1. § 9 AuslG erlaubt Abweichungen von dem Verbot des § 8 AuslG, eine Aufenthaltserlaubnis zu erteilen, nur bei einem strikten Rechtsanspruch. Dass das der Behörde eingeräumte Ermessen im Einzelfall auf eine allein rechtsrichtige Entscheidung verdichten kann, reicht für § 9 Abs. 1 Nrn. 1, 2 AuslG nicht aus.
2. Auch § 9 Abs. 2 Nr. 1 DVAuslG setzt einen strikten Rechtsanspruch voraus.

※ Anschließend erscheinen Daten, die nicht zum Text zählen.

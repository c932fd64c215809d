//! Terminal rendering of the staff and results.

use notewise_domain::{note_name, NoteTarget};
use notewise_notation::layout::STAFF_HALF_HEIGHT;
use notewise_notation::{ledger_steps, staff_step};
use notewise_tutor::{NotePerformance, SessionSummary};

const WIDTH: usize = 21;
const NOTE_COLUMN: usize = WIDTH / 2;

/// Draws the staff from the top line down with the target's note head.
/// Rows alternate between lines and spaces, one row per staff step.
pub fn render_staff(target: &NoteTarget) -> String {
    let step = staff_step(target.midi, target.clef);
    let ledgers = ledger_steps(step);
    let top = step.max(STAFF_HALF_HEIGHT + 1);
    let bottom = step.min(-STAFF_HALF_HEIGHT - 1);

    let mut out = format!("{} clef\n", target.clef);
    for row_step in (bottom..=top).rev() {
        let mut row = vec![' '; WIDTH];
        if row_step % 2 == 0 && row_step.abs() <= STAFF_HALF_HEIGHT {
            row.iter_mut().for_each(|c| *c = '-');
        } else if ledgers.contains(&row_step) {
            row[NOTE_COLUMN - 2..=NOTE_COLUMN + 2]
                .iter_mut()
                .for_each(|c| *c = '-');
        }
        if row_step == step {
            row[NOTE_COLUMN] = 'O';
        }
        out.extend(row.iter());
        out.push('\n');
    }
    out
}

pub fn render_summary(summary: &SessionSummary) -> String {
    format!(
        "first try: {}  needed retries: {}  never found: {}  attempts: {}  accuracy: {:.0}%",
        summary.first_try_correct,
        summary.multiple_attempts,
        summary.unresolved,
        summary.total_attempts,
        summary.accuracy * 100.0
    )
}

pub fn render_ranking(ranking: &[NotePerformance]) -> String {
    if ranking.is_empty() {
        return "no practice history yet\n".to_string();
    }
    ranking
        .iter()
        .map(|p| {
            format!(
                "{:<5} {:<7} {:>3}/{:<3} {:>4.0}%\n",
                note_name(p.key.midi),
                p.key.clef.name(),
                p.correct_count,
                p.total_count,
                p.accuracy * 100.0
            )
        })
        .collect()
}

Liegen diese Vor-aussetzungen nicht vor, so ist das Sichtvermerksverfahren vom Ausland aus zu betreiben.
3. Ein mit einer Deutschen verheirateter Ausländer, gegen den Ausweisungsgründe vorliegen, hat keinen Rechtsanspruch auf die Erteilung einer Aufenthaltserlaubnis.
4. Den Ausweisungsgrund des § 46 Nr. 1 AuslG erfüllt, wer im Rahmen eines Rückführungsverfahrens unrichtige Angaben macht.
5. Art. 8 EMRK steht diesem Ergebnis nicht entgegen.